Sorenson Commc'ns, Inc. v. Fed. Commc'ns Comm'n

Decision Date02 September 2014
Docket NumberNo. 13–1215.,13–1215.
Citation765 F.3d 37
PartiesSORENSON COMMUNICATIONS, INC., Petitioner v. FEDERAL COMMUNICATIONS COMMISSION and United States of America, Respondents.
CourtU.S. Court of Appeals — District of Columbia Circuit

OPINION TEXT STARTS HERE

On Petition for Review of an Order of the Federal Communications Commission.

Christopher J. Wright argued the cause for petitioner. With him on the briefs were John T. Nakahata and Mark D. Davis. Timothy J. Simeone entered an appearance.

C. Grey Pash Jr., Counsel, Federal Communications Commission, argued the cause for respondents. With him on the brief were William J. Baer, Assistant Attorney General, U.S. Department of Justice; Robert B. Nicholson and Robert J. Wiggers, Attorneys; Jonathan B. Sallet, Acting General Counsel, Federal Communications Commission; and Richard K. Welch, Deputy Associate General Counsel. Jacob M. Lewis, Associate General Counsel, Federal Communications Commission, entered an appearance.

Roy T. Englert Jr. was on the brief for amicus curiae National Association of the Deaf in support of petitioner.

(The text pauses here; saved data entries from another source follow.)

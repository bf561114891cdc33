//! Entities and identity management.
//!
//! An entity is a typed, schema-constrained attribute holder. Entities are
//! cheap-to-clone shared handles: clones refer to the same underlying state,
//! and equality and hashing are by [`EntityId`], the stable identity that
//! graph membership is keyed on.

use std::cell::{Cell, RefCell};
use std::collections::BTreeMap;
use std::fmt;
use std::rc::{Rc, Weak};

use chrono::{DateTime, Utc};
use serde::{Deserialize, Serialize};
use uuid::Uuid;

use crate::constraint::Constraint;
use crate::error::{AttributeError, ModelResult};
use crate::schema::EntitySchema;
use crate::value::Value;

/// Globally unique, stable entity identifier.
///
/// Once created, an `EntityId` never changes. Membership sets and equality
/// checks key on it rather than on object identity.
///
/// # Examples
///
/// ```
/// use weft::EntityId;
///
/// let id = EntityId::new();
/// assert!(!id.is_nil());
/// ```
#[derive(Debug, Clone, Copy, PartialEq, Eq, Hash, Serialize, Deserialize)]
#[serde(transparent)]
pub struct EntityId(Uuid);

impl EntityId {
    /// Creates a new random entity ID.
    #[must_use]
    pub fn new() -> Self {
        Self(Uuid::new_v4())
    }

    /// Creates an entity ID from an existing UUID.
    #[must_use]
    pub const fn from_uuid(uuid: Uuid) -> Self {
        Self(uuid)
    }

    /// Returns the underlying UUID.
    #[must_use]
    pub const fn as_uuid(&self) -> &Uuid {
        &self.0
    }

    /// Returns true if this is a nil (all zeros) UUID.
    #[must_use]
    pub fn is_nil(&self) -> bool {
        self.0.is_nil()
    }

    /// Creates a nil entity ID (for testing or sentinel values).
    #[must_use]
    pub const fn nil() -> Self {
        Self(Uuid::nil())
    }
}

impl Default for EntityId {
    fn default() -> Self {
        Self::new()
    }
}

impl fmt::Display for EntityId {
    fn fmt(&self, f: &mut fmt::Formatter<'_>) -> fmt::Result {
        write!(f, "{}", self.0)
    }
}

#[derive(Debug)]
struct EntityInner {
    id: EntityId,
    type_name: String,
    schema: Rc<EntitySchema>,
    attributes: RefCell<BTreeMap<String, Value>>,
    constraints: RefCell<Vec<Constraint>>,
    created_at: DateTime<Utc>,
    updated_at: Cell<DateTime<Utc>>,
    version: Cell<u64>,
}

/// A typed, schema-constrained attribute holder.
///
/// Created through a [`Factory`](crate::Factory) with empty attributes and
/// no constraints. Attribute writes are validated against the schema with
/// the exact-type rule; constraints are appended through
/// [`add_constraint`](Entity::add_constraint) and evaluated on the spot.
///
/// `Entity` is a shared handle — cloning it does not copy the state.
///
/// # Examples
///
/// ```
/// use weft::{EntitySchema, Factory, Value, ValueKind};
///
/// let mut factory = Factory::new();
/// factory.register_entity(
///     "subject",
///     EntitySchema::new().attribute("name", ValueKind::String),
/// );
///
/// let subject = factory.create_entity("subject").unwrap();
/// subject.set("name", "Algorithms").unwrap();
/// assert_eq!(subject.get("name").unwrap(), Value::String("Algorithms".into()));
/// ```
#[derive(Debug, Clone)]
pub struct Entity {
    inner: Rc<EntityInner>,
}

impl Entity {
    pub(crate) fn new(type_name: impl Into<String>, schema: Rc<EntitySchema>) -> Self {
        let now = Utc::now();
        Self {
            inner: Rc::new(EntityInner {
                id: EntityId::new(),
                type_name: type_name.into(),
                schema,
                attributes: RefCell::new(BTreeMap::new()),
                constraints: RefCell::new(Vec::new()),
                created_at: now,
                updated_at: Cell::new(now),
                version: Cell::new(1),
            }),
        }
    }

    /// Returns this entity's stable identifier.
    #[must_use]
    pub fn id(&self) -> EntityId {
        self.inner.id
    }

    /// Returns the entity type identifier, e.g. `"subject"`.
    #[must_use]
    pub fn type_name(&self) -> &str {
        &self.inner.type_name
    }

    /// Returns the schema this entity was created with.
    #[must_use]
    pub fn schema(&self) -> &EntitySchema {
        &self.inner.schema
    }

    /// Returns the stored value for `key`.
    ///
    /// # Errors
    ///
    /// [`AttributeError::KeyNotFound`] if the attribute was never set. An
    /// attribute outside the schema can never have been set, so it reports
    /// the same error.
    pub fn get(&self, key: &str) -> ModelResult<Value> {
        self.inner
            .attributes
            .borrow()
            .get(key)
            .cloned()
            .ok_or_else(|| {
                AttributeError::KeyNotFound {
                    attribute: key.to_string(),
                }
                .into()
            })
    }

    /// Non-failing accessor: the stored value for `key`, if set.
    ///
    /// Intended for predicate bodies, where an unset attribute usually just
    /// means "not satisfied".
    #[must_use]
    pub fn value(&self, key: &str) -> Option<Value> {
        self.inner.attributes.borrow().get(key).cloned()
    }

    /// Returns true if `key` currently holds a value.
    #[must_use]
    pub fn is_set(&self, key: &str) -> bool {
        self.inner.attributes.borrow().contains_key(key)
    }

    /// Stores `value` under `key`, silently overwriting any previous value.
    ///
    /// A successful write bumps [`version`](Entity::version) and refreshes
    /// [`updated_at`](Entity::updated_at). A failed write leaves every
    /// attribute untouched.
    ///
    /// # Errors
    ///
    /// - [`AttributeError::UnknownAttribute`] if `key` is not in the schema
    /// - [`AttributeError::TypeMismatch`] if the value's kind differs from
    ///   the declared kind
    pub fn set(&self, key: &str, value: impl Into<Value>) -> ModelResult<()> {
        let value = value.into();
        self.inner.schema.expect(&self.inner.type_name, key, &value)?;
        self.inner
            .attributes
            .borrow_mut()
            .insert(key.to_string(), value);
        self.touch();
        Ok(())
    }

    /// Appends `constraint` to this entity's constraint list and immediately
    /// invokes [`Constraint::check`] on it, forcing a synchronous evaluation
    /// and a possible state-change callback.
    ///
    /// # Errors
    ///
    /// Propagates the linkage errors of [`Constraint::check`]; the
    /// constraint remains appended either way.
    pub fn add_constraint(&self, constraint: &Constraint) -> ModelResult<()> {
        self.inner.constraints.borrow_mut().push(constraint.clone());
        constraint.check()?;
        Ok(())
    }

    /// Removes `constraint` from this entity's constraint list if present;
    /// no-op otherwise. The constraint's own link is untouched.
    pub fn remove_constraint(&self, constraint: &Constraint) {
        self.inner
            .constraints
            .borrow_mut()
            .retain(|c| c.id() != constraint.id());
    }

    /// Snapshot of the constraint handles currently attached to this entity,
    /// in attachment order.
    #[must_use]
    pub fn constraints(&self) -> Vec<Constraint> {
        self.inner.constraints.borrow().clone()
    }

    /// Number of attached constraints.
    #[must_use]
    pub fn constraint_count(&self) -> usize {
        self.inner.constraints.borrow().len()
    }

    /// Snapshot of the currently set attributes, in name order.
    #[must_use]
    pub fn attributes(&self) -> BTreeMap<String, Value> {
        self.inner.attributes.borrow().clone()
    }

    /// Number of attributes currently set.
    #[must_use]
    pub fn attribute_count(&self) -> usize {
        self.inner.attributes.borrow().len()
    }

    /// When this entity was created.
    #[must_use]
    pub fn created_at(&self) -> DateTime<Utc> {
        self.inner.created_at
    }

    /// When this entity was last mutated.
    #[must_use]
    pub fn updated_at(&self) -> DateTime<Utc> {
        self.inner.updated_at.get()
    }

    /// Mutation counter; starts at 1 and increments on every successful
    /// attribute write.
    #[must_use]
    pub fn version(&self) -> u64 {
        self.inner.version.get()
    }

    /// Creates an ownership-free reference to this entity.
    #[must_use]
    pub fn downgrade(&self) -> WeakEntity {
        WeakEntity {
            inner: Rc::downgrade(&self.inner),
        }
    }

    fn touch(&self) {
        self.inner.updated_at.set(Utc::now());
        self.inner.version.set(self.inner.version.get() + 1);
    }
}

impl PartialEq for Entity {
    fn eq(&self, other: &Self) -> bool {
        self.inner.id == other.inner.id
    }
}

impl Eq for Entity {}

impl std::hash::Hash for Entity {
    fn hash<H: std::hash::Hasher>(&self, state: &mut H) {
        self.inner.id.hash(state);
    }
}

/// Ownership-free reference to an [`Entity`].
///
/// Constraints hold their linked entity through this type so the link never
/// keeps an entity alive on its own. [`upgrade`](WeakEntity::upgrade)
/// returns `None` once every strong handle has been dropped.
#[derive(Debug, Clone)]
pub struct WeakEntity {
    inner: Weak<EntityInner>,
}

impl WeakEntity {
    /// Attempts to recover a strong handle.
    #[must_use]
    pub fn upgrade(&self) -> Option<Entity> {
        self.inner.upgrade().map(|inner| Entity { inner })
    }
}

Before: HENDERSON and MILLETT, Circuit Judges, and GINSBURG, Senior Circuit Judge.

Opinion for the Court filed by Senior Circuit Judge GINSBURG.

GINSBURG, Senior Circuit Judge:

When a hearing- or speech-impaired person wants to make a phone call, he can choose among several services that will assist him in doing so. One of these, video relay service (VRS), works much like a video call that any caller might make using a digital platform such as Skype or Apple FaceTime. The video call is placed to an American Sign Language interpreter, employed by the VRS provider, who then makes a standard voice call to the video caller's hearing recipient. The interpreter signs with the caller via the visual connection and speaks with the recipient via the voice connection, translating messages back and forth.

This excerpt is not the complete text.